Pour le Québec, l’âge moyen de la retraite fait souvent référence à la moyenne d’âge des nouveaux prestataires du RRQ. Ces données, présentées au graphique 15, pourraient faire croire que les gens quittent le marché du travail en moyenne autour de 62 ans, une statistique stable depuis plus de 20 ans.

Ce chiffre ne prend toutefois pas en considération le nombre de personnes qui disent quitter le marché du travail, leur statut réel d’emploi ou leur potentiel retour au travail. Il s’agit de l’âge moyen des gens qui ont commencé à toucher leurs rentes de retraite cette année-là, rien de plus. En d’autres mots, l’âge moyen de la retraite ne dit rien du statut réel de l’emploi pour chaque groupe d’âge. Les données de Statistique Canada brossent un autre portrait, poussant l’âge moyen de la retraite à 63,7 ans, en croissance constante depuis 15 ans (graphique 16).

Une autre manière d’aborder l’âge de la retraite est de prendre des individus d’une cohorte et de leur demander quand ils estiment prendre leur retraite. C’est ce qui est présenté au graphique 17. Il en résulte que la majorité des personnes en emploi de 45 ans et plus (60,2 %) visait une retraite à 65 ans ou plus.

Un article scientifique récent45 permet un nouvel éclairage sur la durée de la vie active. En analysant l’évolution du taux d’emplois et du nombre d’heures travaillées tout au long du cycle de vie, les chercheurs parviennent à la conclusion que, au contraire des préjugés véhiculés, le ratio entre la vie active et la durée de la retraite est demeuré relativement stable depuis 1981.

Regardons maintenant le taux d’emploi pour les travailleurs et travailleuses âgé·e·s. Le graphique 18 permet de voir l’évolution de ce taux de 1976 à 2022.

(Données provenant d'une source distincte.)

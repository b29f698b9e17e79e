/// JWT Token Codec
///
/// Signs and verifies access/refresh tokens with the service's shared HMAC
/// secret. Verification runs in a fixed order:
/// 1. header algorithm must be in the HMAC family (`none` and asymmetric
///    algorithms are rejected before any signature work)
/// 2. signature must validate against the shared secret
/// 3. expiry must not have been reached
/// 4. kind-specific checks (issuer/audience for access tokens)

use std::sync::Arc;

use base64::engine::general_purpose::URL_SAFE_NO_PAD;
use base64::Engine;
use chrono::{DateTime, Duration, Utc};
use jsonwebtoken::{decode, encode, Algorithm, DecodingKey, EncodingKey, Header, Validation};

use crate::auth::claims::{
    AccessClaims, RefreshClaims, RegisteredClaims, TokenKind, TokenPair, VerifiableClaims,
};
use crate::clock::Clock;
use crate::configuration::JwtSettings;
use crate::error::TokenError;
use crate::store::User;

const HMAC_ALGORITHMS: [Algorithm; 3] = [Algorithm::HS256, Algorithm::HS384, Algorithm::HS512];

pub struct TokenCodec {
    encoding_key: EncodingKey,
    decoding_key: DecodingKey,
    domain: String,
    access_ttl: Duration,
    refresh_ttl: Duration,
    clock: Arc<dyn Clock>,
}

impl TokenCodec {
    pub fn new(config: &JwtSettings, clock: Arc<dyn Clock>) -> Self {
        Self {
            encoding_key: EncodingKey::from_secret(config.secret.as_bytes()),
            decoding_key: DecodingKey::from_secret(config.secret.as_bytes()),
            domain: config.domain.clone(),
            access_ttl: ttl(config.access_token_expiry),
            refresh_ttl: ttl(config.refresh_token_expiry),
            clock,
        }
    }

    pub fn now(&self) -> DateTime<Utc> {
        self.clock.now()
    }

    pub fn domain(&self) -> &str {
        &self.domain
    }

    pub fn access_ttl(&self) -> Duration {
        self.access_ttl
    }

    pub fn refresh_ttl(&self) -> Duration {
        self.refresh_ttl
    }

    /// Sign a single token of the given kind for `user`, expiring at `expiry`.
    pub fn issue(
        &self,
        user: &User,
        kind: TokenKind,
        expiry: DateTime<Utc>,
    ) -> Result<String, TokenError> {
        self.issue_at(user, kind, self.clock.now(), expiry)
    }

    fn issue_at(
        &self,
        user: &User,
        kind: TokenKind,
        issued_at: DateTime<Utc>,
        expiry: DateTime<Utc>,
    ) -> Result<String, TokenError> {
        let header = Header::new(Algorithm::HS256);
        let signed = match kind {
            TokenKind::Access => {
                let claims = AccessClaims {
                    registered: RegisteredClaims {
                        sub: user.id.to_string(),
                        exp: expiry.timestamp(),
                        iss: Some(self.domain.clone()),
                    },
                    aud: self.domain.clone(),
                    name: user.display_name(),
                    admin: user.is_admin,
                    iat: issued_at.timestamp(),
                };
                encode(&header, &claims, &self.encoding_key)
            }
            TokenKind::Refresh => {
                let claims = RefreshClaims {
                    registered: RegisteredClaims {
                        sub: user.id.to_string(),
                        exp: expiry.timestamp(),
                        iss: None,
                    },
                };
                encode(&header, &claims, &self.encoding_key)
            }
        };

        signed.map_err(|e| TokenError::Signing(e.to_string()))
    }

    /// Issue an access token (15 min) and a refresh token (24 h) from one instant.
    ///
    /// Either both tokens are signed or an error is returned.
    pub fn issue_pair(&self, user: &User) -> Result<TokenPair, TokenError> {
        let now = self.clock.now();
        let access_expires_at = expiry_after(now, self.access_ttl)?;
        let refresh_expires_at = expiry_after(now, self.refresh_ttl)?;

        let access_token = self.issue_at(user, TokenKind::Access, now, access_expires_at)?;
        let refresh_token = self.issue_at(user, TokenKind::Refresh, now, refresh_expires_at)?;

        Ok(TokenPair {
            access_token,
            refresh_token,
            access_expires_at,
            refresh_expires_at,
        })
    }

    /// Verify an access token, including issuer and audience.
    pub fn verify_access(&self, token: &str) -> Result<AccessClaims, TokenError> {
        self.parse_and_verify::<AccessClaims>(token)
    }

    /// Verify a refresh token (signature and expiry only).
    pub fn verify_refresh(&self, token: &str) -> Result<RefreshClaims, TokenError> {
        self.parse_and_verify::<RefreshClaims>(token)
    }

    pub fn parse_and_verify<C: VerifiableClaims>(&self, token: &str) -> Result<C, TokenError> {
        let algorithm = declared_algorithm(token)?;
        match algorithm.parse::<Algorithm>() {
            Ok(alg) if HMAC_ALGORITHMS.contains(&alg) => {}
            _ => return Err(TokenError::UnsupportedAlgorithm(algorithm)),
        }

        // Expiry is compared against the injected clock below.
        let mut validation = Validation::new(Algorithm::HS256);
        validation.algorithms = HMAC_ALGORITHMS.to_vec();
        validation.validate_exp = false;
        validation.validate_aud = false;
        validation.leeway = 0;

        let claims = decode::<C>(token, &self.decoding_key, &validation)
            .map(|data| data.claims)
            .map_err(TokenError::from)?;

        if claims.registered().exp <= self.clock.now().timestamp() {
            return Err(TokenError::Expired);
        }

        claims.check_audience(&self.domain)?;

        Ok(claims)
    }
}

/// Out-of-range lifetimes saturate; issuing with one fails with `Signing`.
fn ttl(seconds: i64) -> Duration {
    Duration::try_seconds(seconds).unwrap_or(Duration::MAX)
}

fn expiry_after(now: DateTime<Utc>, ttl: Duration) -> Result<DateTime<Utc>, TokenError> {
    now.checked_add_signed(ttl).ok_or_else(|| {
        TokenError::Signing(format!(
            "token lifetime of {}s is out of range",
            ttl.num_seconds()
        ))
    })
}

/// Read the `alg` field from the token header without trusting anything else.
fn declared_algorithm(token: &str) -> Result<String, TokenError> {
    let segments: Vec<&str> = token.split('.').collect();
    if segments.len() != 3 || segments[0].is_empty() || segments[1].is_empty() {
        return Err(TokenError::Malformed);
    }

    let header = URL_SAFE_NO_PAD
        .decode(segments[0])
        .map_err(|_| TokenError::Malformed)?;
    let header: serde_json::Value =
        serde_json::from_slice(&header).map_err(|_| TokenError::Malformed)?;

    header
        .get("alg")
        .and_then(|alg| alg.as_str())
        .map(str::to_string)
        .ok_or(TokenError::Malformed)
}

#[cfg(test)]
mod tests {
    use super::*;
    use crate::clock::MockClock;
    use chrono::TimeZone;

    const SECRET: &str = "test-secret-key-at-least-32-characters-long";

    fn get_test_config() -> JwtSettings {
        JwtSettings::new(SECRET, "example.com")
    }

    fn test_user() -> User {
        User {
            id: 7,
            first_name: "Jane".to_string(),
            last_name: "Doe".to_string(),
            email: "admin@example.com".to_string(),
            password_hash: String::new(),
            is_admin: true,
            created_at: Utc::now(),
            updated_at: Utc::now(),
        }
    }

    fn codec_with_clock() -> (TokenCodec, Arc<MockClock>) {
        let clock = Arc::new(MockClock::new(
            Utc.with_ymd_and_hms(2024, 3, 1, 9, 0, 0).unwrap(),
        ));
        (TokenCodec::new(&get_test_config(), clock.clone()), clock)
    }

    fn forge(header: serde_json::Value, payload: serde_json::Value, signature: &str) -> String {
        format!(
            "{}.{}.{}",
            URL_SAFE_NO_PAD.encode(header.to_string()),
            URL_SAFE_NO_PAD.encode(payload.to_string()),
            signature
        )
    }

    #[test]
    fn test_issue_pair_and_verify() {
        let (codec, clock) = codec_with_clock();
        let pair = codec.issue_pair(&test_user()).expect("Failed to issue pair");

        let access = codec.verify_access(&pair.access_token).expect("Failed to verify access");
        let refresh = codec.verify_refresh(&pair.refresh_token).expect("Failed to verify refresh");

        assert_eq!(access.registered.sub, "7");
        assert_eq!(refresh.registered.sub, access.registered.sub);
        assert_eq!(access.name, "Jane Doe");
        assert!(access.admin);
        assert_eq!(access.registered.iss.as_deref(), Some("example.com"));
        assert_eq!(access.aud, "example.com");
        assert_eq!(access.iat, clock.now().timestamp());
        assert_eq!(access.registered.exp, access.iat + 15 * 60);
        assert_eq!(refresh.registered.exp, access.iat + 24 * 60 * 60);
        assert_eq!(pair.refresh_expires_at.timestamp(), refresh.registered.exp);
    }

    #[test]
    fn test_out_of_range_lifetime_fails_issuance() {
        let clock = Arc::new(MockClock::new(
            Utc.with_ymd_and_hms(2024, 3, 1, 9, 0, 0).unwrap(),
        ));
        for seconds in [10_000_000_000_000, i64::MAX] {
            let mut config = get_test_config();
            config.refresh_token_expiry = seconds;
            let codec = TokenCodec::new(&config, clock.clone());

            match codec.issue_pair(&test_user()) {
                Err(TokenError::Signing(_)) => (),
                other => panic!("Expected signing failure for {}s, got {:?}", seconds, other.is_ok()),
            }
        }
    }

    #[test]
    fn test_access_token_expires_at_boundary() {
        let (codec, clock) = codec_with_clock();
        let pair = codec.issue_pair(&test_user()).unwrap();

        clock.advance(Duration::minutes(15) - Duration::seconds(1));
        assert!(codec.verify_access(&pair.access_token).is_ok());

        clock.advance(Duration::seconds(1));
        assert_eq!(codec.verify_access(&pair.access_token), Err(TokenError::Expired));
    }

    #[test]
    fn test_different_secret_fails() {
        let (codec, clock) = codec_with_clock();
        let other = TokenCodec::new(
            &JwtSettings::new("a-completely-different-secret-value", "example.com"),
            clock,
        );
        let pair = other.issue_pair(&test_user()).unwrap();

        assert_eq!(codec.verify_access(&pair.access_token), Err(TokenError::SignatureInvalid));
        assert_eq!(codec.verify_refresh(&pair.refresh_token), Err(TokenError::SignatureInvalid));
    }

    #[test]
    fn test_tampered_payload_fails() {
        let (codec, _) = codec_with_clock();
        let pair = codec.issue_pair(&test_user()).unwrap();

        let parts: Vec<&str> = pair.access_token.split('.').collect();
        let mut payload: serde_json::Value =
            serde_json::from_slice(&URL_SAFE_NO_PAD.decode(parts[1]).unwrap()).unwrap();
        payload["admin"] = serde_json::Value::Bool(false);
        payload["sub"] = serde_json::Value::String("1".to_string());
        let tampered = format!(
            "{}.{}.{}",
            parts[0],
            URL_SAFE_NO_PAD.encode(payload.to_string()),
            parts[2]
        );

        assert_eq!(codec.verify_access(&tampered), Err(TokenError::SignatureInvalid));
    }

    #[test]
    fn test_none_algorithm_rejected() {
        let (codec, clock) = codec_with_clock();
        let token = forge(
            serde_json::json!({"alg": "none", "typ": "JWT"}),
            serde_json::json!({
                "sub": "7", "exp": clock.now().timestamp() + 600,
                "iss": "example.com", "aud": "example.com",
                "name": "Jane Doe", "admin": true, "iat": clock.now().timestamp()
            }),
            "",
        );

        assert_eq!(
            codec.verify_access(&token),
            Err(TokenError::UnsupportedAlgorithm("none".to_string()))
        );
    }

    #[test]
    fn test_asymmetric_algorithm_rejected() {
        let (codec, clock) = codec_with_clock();
        for alg in ["RS256", "ES256", "PS256", "EdDSA"] {
            let token = forge(
                serde_json::json!({"alg": alg, "typ": "JWT"}),
                serde_json::json!({"sub": "7", "exp": clock.now().timestamp() + 600}),
                "c2lnbmF0dXJl",
            );
            assert_eq!(
                codec.verify_refresh(&token),
                Err(TokenError::UnsupportedAlgorithm(alg.to_string())),
                "algorithm {} should be rejected",
                alg
            );
        }
    }

    #[test]
    fn test_hs512_token_accepted() {
        let (codec, clock) = codec_with_clock();
        let claims = RefreshClaims {
            registered: RegisteredClaims {
                sub: "7".to_string(),
                exp: clock.now().timestamp() + 600,
                iss: None,
            },
        };
        let token = encode(
            &Header::new(Algorithm::HS512),
            &claims,
            &EncodingKey::from_secret(SECRET.as_bytes()),
        )
        .unwrap();

        assert_eq!(codec.verify_refresh(&token), Ok(claims));
    }

    #[test]
    fn test_malformed_tokens() {
        let (codec, _) = codec_with_clock();
        for token in ["", "invalid", "invalid.token.here", "a.b", "a.b.c.d", "..."] {
            assert_eq!(
                codec.verify_access(token),
                Err(TokenError::Malformed),
                "token {:?} should be malformed",
                token
            );
        }
    }

    #[test]
    fn test_wrong_issuer() {
        let (codec, clock) = codec_with_clock();
        let staging = TokenCodec::new(&JwtSettings::new(SECRET, "staging.example.com"), clock);
        let pair = staging.issue_pair(&test_user()).unwrap();

        assert_eq!(codec.verify_access(&pair.access_token), Err(TokenError::WrongIssuer));
        // Refresh tokens carry no issuer and are accepted across domains sharing a secret.
        assert!(codec.verify_refresh(&pair.refresh_token).is_ok());
    }

    #[test]
    fn test_token_kinds_not_interchangeable() {
        let (codec, _) = codec_with_clock();
        let pair = codec.issue_pair(&test_user()).unwrap();

        assert_eq!(codec.verify_access(&pair.refresh_token), Err(TokenError::Malformed));
        assert_eq!(codec.verify_refresh(&pair.access_token), Err(TokenError::Malformed));
    }

    #[test]
    fn test_issue_single_token_with_custom_expiry() {
        let (codec, clock) = codec_with_clock();
        let expiry = clock.now() + Duration::seconds(5);
        let token = codec.issue(&test_user(), TokenKind::Refresh, expiry).unwrap();

        let claims = codec.verify_refresh(&token).unwrap();
        assert_eq!(claims.registered.exp, expiry.timestamp());

        clock.advance(Duration::seconds(5));
        assert_eq!(codec.verify_refresh(&token), Err(TokenError::Expired));
    }
}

On observe une tendance particulière « en U » du taux d’emploi de ces travailleurs et travailleuses. Cette tendance est caractérisée par trois périodes : une baisse considérable du taux d’emploi de 1976 jusqu’au début des années 1990, suivie d’une relative stabilité jusqu’à la fin des années 1990, puis une augmentation continue à partir du début des années 2000. À la vue de ce graphique, il semble évident que les travailleurs et travailleuses arrêtent de travailler de plus en plus tard. Plusieurs facteurs46 peuvent expliquer ce changement. D’une part, il y a l’évolution démographique. Les personnes âgées sont non seulement en meilleure santé qu’avant, elles sont également plus éduquées, deux facteurs déterminants du maintien en emploi. Cependant, des facteurs économiques entrent également en jeu. Comme nous l’avons vu plus haut, les régimes publics ne suffisent pas à garantir un revenu adéquat et les RPA ne sont ni assez répandus ni d’une générosité suffisante pour répondre à tous les besoins. Le travail devient alors un moyen pour pallier l’absence de régime d’employeur, ou un régime d’employeur inadéquat.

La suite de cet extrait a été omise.